Rising sound intensity often signals an approaching sound source and can serve as a powerful warning cue, eliciting phasic attention, perception biases and emotional responses. How the evaluation of approaching sounds unfolds over time remains elusive. Here, we capitalised on the temporal resolution of magnetoencephalograpy (MEG) to investigate in humans a dynamic encoding of perceiving approaching and receding sounds. We compared magnetic responses to intensity envelopes of complex sounds to those of white noise sounds, in which intensity change is not perceived as approaching. Sustained magnetic fields over temporal sensors tracked intensity change in complex sounds in an approximately linear fashion, an effect not seen for intensity change in white noise sounds, or for overall intensity. Hence, these fields are likely to track approach/recession, but not the apparent (instantaneous) distance of the sound source, or its intensity as such. As a likely source of this activity, the bilateral inferior temporal gyrus and right temporo-parietal junction emerged. Our results indicate that discrete temporal cortical areas parametrically encode behavioural significance in moving sound sources where the signal unfolded in a manner reminiscent of evidence accumulation. This may help an understanding of how acoustic percepts are evaluated as behaviourally relevant, where our results highlight a crucial role of cortical areas.

Fig 1. Experimental procedures.

A: Illustration of the sound stimuli used in this experiment. After an initial constant sound pressure level [SPL] segment of 300 ms, SPL rises (or falls) over 1000 ms; the sound terminates with another segment of constant SPL. B: Intra-trial procedure. Our analysis focuses on responses to the sound. Participants were instructed to blink only in designated periods between sounds. A visual task was introduced between sound presentations to increase alertness and render the eye blink task plausible to the participant. C: Global sound responses to all sound stimuli, for all sensors. The intensity change segment of the sound was between 300 and 1300 ms.

Fig 2. Sustained fields across the scalp.

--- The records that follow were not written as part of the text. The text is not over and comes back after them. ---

// ABOUTME: Structured renderer emitting the document in the API's JSON shape
// ABOUTME: Lossless: feeding the output back through the parser rebuilds the model

use crate::model::{Document, ElementContent, Paragraph, StructuralElement, TextRun};
use crate::Result;
use serde_json::{json, Map, Value};

/// Render the full document model, offsets included, in the same shape the
/// parser accepts.
pub fn to_structured(doc: &Document) -> Value {
    let mut content: Vec<Value> = doc.body.iter().map(element_value).collect();

    // Span of trailing elements the model skipped; the parser skips it again.
    let last_end = doc.body.last().map(|e| e.end_index).unwrap_or(0);
    if doc.end_index > last_end {
        content.push(json!({ "startIndex": last_end, "endIndex": doc.end_index }));
    }

    json!({
        "documentId": doc.id,
        "title": doc.title,
        "body": { "content": content },
    })
}

/// Pretty-printed JSON form of [`to_structured`].
pub fn to_json(doc: &Document) -> Result<String> {
    Ok(serde_json::to_string_pretty(&to_structured(doc))?)
}

fn element_value(element: &StructuralElement) -> Value {
    let mut obj = Map::new();
    obj.insert("startIndex".into(), json!(element.start_index));
    obj.insert("endIndex".into(), json!(element.end_index));

    match &element.content {
        ElementContent::Paragraph(p) => {
            obj.insert("paragraph".into(), paragraph_value(p));
        }
        ElementContent::Table(t) => {
            obj.insert("table".into(), t.raw.clone());
        }
        ElementContent::SectionBreak => {
            obj.insert("sectionBreak".into(), json!({}));
        }
    }

    Value::Object(obj)
}

fn paragraph_value(paragraph: &Paragraph) -> Value {
    let elements: Vec<Value> = paragraph.runs.iter().map(run_value).collect();
    json!({ "elements": elements })
}

fn run_value(run: &TextRun) -> Value {
    let mut style = Map::new();
    if run.style.bold {
        style.insert("bold".into(), json!(true));
    }
    if run.style.italic {
        style.insert("italic".into(), json!(true));
    }
    if run.style.underline {
        style.insert("underline".into(), json!(true));
    }
    if let Some(url) = &run.style.link_url {
        style.insert("link".into(), json!({ "url": url }));
    }

    let mut obj = Map::new();
    if let Some(start) = run.start_index {
        obj.insert("startIndex".into(), json!(start));
    }
    if let Some(end) = run.end_index {
        obj.insert("endIndex".into(), json!(end));
    }
    obj.insert(
        "textRun".into(),
        json!({ "content": run.content, "textStyle": Value::Object(style) }),
    );
    Value::Object(obj)
}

Fields are shown for the most significant time point of the intensity change x carrier frequency interaction (1215 ms after sound onset, 915 ms into the intensity change), averaged across the group, for the four different conditions in this interaction. Dots: average sensor positions. X: Most significant point in sensor space and its contralateral counterpart (see Fig 3). Black outline: location of significant left hemispheric cluster at 1215 ms. Grey outline: location of significant right hemispheric cluster at its most significant time point, 1390 ms after sound onset.

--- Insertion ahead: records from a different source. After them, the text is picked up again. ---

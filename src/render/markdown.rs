// ABOUTME: Markdown renderer with a fixed style precedence
// ABOUTME: Links wrap bold, bold wraps italic; underline has no Markdown form

use crate::model::{Document, ElementContent, Table, TextRun, TextStyle};

use super::strip_terminator;

/// Render the document as Markdown, one line per paragraph.
///
/// Run styles nest in a fixed order, outermost first: link, bold, italic.
/// `[**text**](url)` is therefore the only rendering of a bold link. This
/// order is a choice made here for determinism; the remote API makes no
/// promise about how overlapping styles should read. Underline is recognized
/// but has no Markdown syntax, so underlined text renders unadorned.
pub fn to_markdown(doc: &Document) -> String {
    let mut lines: Vec<String> = Vec::new();

    for element in &doc.body {
        match &element.content {
            ElementContent::Paragraph(p) => {
                if p.runs.is_empty() {
                    continue;
                }
                let line: String = merge_runs(&p.runs)
                    .into_iter()
                    .map(|(text, style)| format_run(strip_terminator(&text), style))
                    .collect();
                lines.push(line);
            }
            ElementContent::Table(t) => render_table(&mut lines, t),
            ElementContent::SectionBreak => {}
        }
    }

    lines.join("\n")
}

/// Join neighbouring runs that share a style so a split run renders as one
/// span instead of abutting markers like `**Hel****lo**`.
fn merge_runs(runs: &[TextRun]) -> Vec<(String, &TextStyle)> {
    let mut merged: Vec<(String, &TextStyle)> = Vec::new();
    for run in runs {
        match merged.last_mut() {
            Some((text, style)) if **style == run.style => text.push_str(&run.content),
            _ => merged.push((run.content.clone(), &run.style)),
        }
    }
    merged
}

/// Apply Markdown syntax for `style` to `text`. Surrounding whitespace stays
/// outside the markers so emphasis is recognized by Markdown parsers.
pub fn format_run(text: &str, style: &TextStyle) -> String {
    let core = text.trim();
    if core.is_empty() || style.is_plain() {
        return text.to_string();
    }

    let leading = &text[..text.len() - text.trim_start().len()];
    let trailing = &text[text.trim_end().len()..];

    let mut out = core.to_string();
    if style.italic {
        out = format!("*{}*", out);
    }
    if style.bold {
        out = format!("**{}**", out);
    }
    if let Some(url) = &style.link_url {
        out = format!("[{}]({})", out, url);
    }

    format!("{}{}{}", leading, out, trailing)
}

fn render_table(lines: &mut Vec<String>, table: &Table) {
    let columns = table.rows.iter().map(Vec::len).max().unwrap_or(0);
    if columns == 0 {
        return;
    }

    for (i, row) in table.rows.iter().enumerate() {
        let cells: Vec<String> = (0..columns)
            .map(|c| row.get(c).map(|s| s.replace('|', "\\|")).unwrap_or_default())
            .collect();
        lines.push(format!("| {} |", cells.join(" | ")));
        if i == 0 {
            lines.push(format!("|{}", " --- |".repeat(columns)));
        }
    }
}

#[cfg(test)]
mod tests {
    use super::*;
    use crate::model::{Paragraph, StructuralElement, TextRun};

    fn style(bold: bool, italic: bool, link: Option<&str>) -> TextStyle {
        TextStyle {
            bold,
            italic,
            underline: false,
            link_url: link.map(str::to_string),
        }
    }

    fn doc_of(runs: Vec<TextRun>) -> Document {
        Document {
            id: "d".into(),
            title: "t".into(),
            body: vec![StructuralElement {
                start_index: 1,
                end_index: 40,
                content: ElementContent::Paragraph(Paragraph { runs }),
            }],
            end_index: 40,
        }
    }

    #[test]
    fn test_format_run_single_styles() {
        assert_eq!(format_run("word", &style(true, false, None)), "**word**");
        assert_eq!(format_run("word", &style(false, true, None)), "*word*");
        assert_eq!(
            format_run("docs", &style(false, false, Some("https://x.test"))),
            "[docs](https://x.test)"
        );
    }

    #[test]
    fn test_format_run_link_wraps_bold() {
        let rendered = format_run("Docs", &style(true, false, Some("https://x.test")));
        insta::assert_snapshot!(rendered, @"[**Docs**](https://x.test)");
        for _ in 0..3 {
            assert_eq!(
                format_run("Docs", &style(true, false, Some("https://x.test"))),
                rendered
            );
        }
    }

    #[test]
    fn test_format_run_all_styles() {
        let rendered = format_run("all", &style(true, true, Some("https://x.test")));
        insta::assert_snapshot!(rendered, @"[***all***](https://x.test)");
    }

    #[test]
    fn test_format_run_keeps_whitespace_outside_markers() {
        assert_eq!(format_run(" bold ", &style(true, false, None)), " **bold** ");
        assert_eq!(format_run("   ", &style(true, false, None)), "   ");
    }

    #[test]
    fn test_underline_renders_plain() {
        let underline = TextStyle {
            underline: true,
            ..Default::default()
        };
        assert_eq!(format_run("under", &underline), "under");
    }

    #[test]
    fn test_to_markdown_mixed_runs() {
        let doc = doc_of(vec![
            TextRun::plain("Read the "),
            TextRun::styled("guide", style(false, true, Some("https://x.test/guide"))),
            TextRun::plain(" before "),
            TextRun::styled("Monday\n", style(true, false, None)),
        ]);
        insta::assert_snapshot!(
            to_markdown(&doc),
            @"Read the [*guide*](https://x.test/guide) before **Monday**"
        );
    }

    #[test]
    fn test_to_markdown_merges_split_runs() {
        let doc = doc_of(vec![
            TextRun::styled("Hel", style(true, false, None)),
            TextRun::styled("lo", style(true, false, None)),
            TextRun::plain(", "),
            TextRun::plain("see "),
            TextRun::styled("the ", style(false, false, Some("https://x.test"))),
            TextRun::styled("docs\n", style(false, false, Some("https://x.test"))),
        ]);
        insta::assert_snapshot!(
            to_markdown(&doc),
            @"**Hello**, see [the docs](https://x.test)"
        );
    }

    #[test]
    fn test_to_markdown_keeps_distinct_links_apart() {
        let doc = doc_of(vec![
            TextRun::styled("one", style(false, false, Some("https://a.test"))),
            TextRun::styled("two\n", style(false, false, Some("https://b.test"))),
        ]);
        assert_eq!(
            to_markdown(&doc),
            "[one](https://a.test)[two](https://b.test)"
        );
    }

    #[test]
    fn test_to_markdown_table() {
        let doc = Document {
            id: "d".into(),
            title: "t".into(),
            body: vec![StructuralElement {
                start_index: 1,
                end_index: 30,
                content: ElementContent::Table(Table {
                    rows: vec![
                        vec!["Name".into(), "Role".into()],
                        vec!["Ada".into(), "a|b".into()],
                    ],
                    raw: serde_json::Value::Null,
                }),
            }],
            end_index: 30,
        };
        assert_eq!(
            to_markdown(&doc),
            "| Name | Role |\n| --- | --- |\n| Ada | a\\|b |"
        );
    }
}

Fig 3. Field time courses.

All time courses are shown for the most significant point in sensor space of the intensity change x carrier frequency interaction, and its contralateral counterpart, averaged across the group, for the four different conditions in this interaction. Location of this point in space is plotted in Fig 2. Averaged across the group, the closest sensors at these scalp points were MLT26/MRT16. Grey background: significant time points at these points in space.

Fig 4. Source-level analysis.

Putative sources of the observed intensity change x carrier frequency interaction: significant clusters in a group-level t-test on source inversion results of the intensity change x carrier frequency interaction (see Table 2).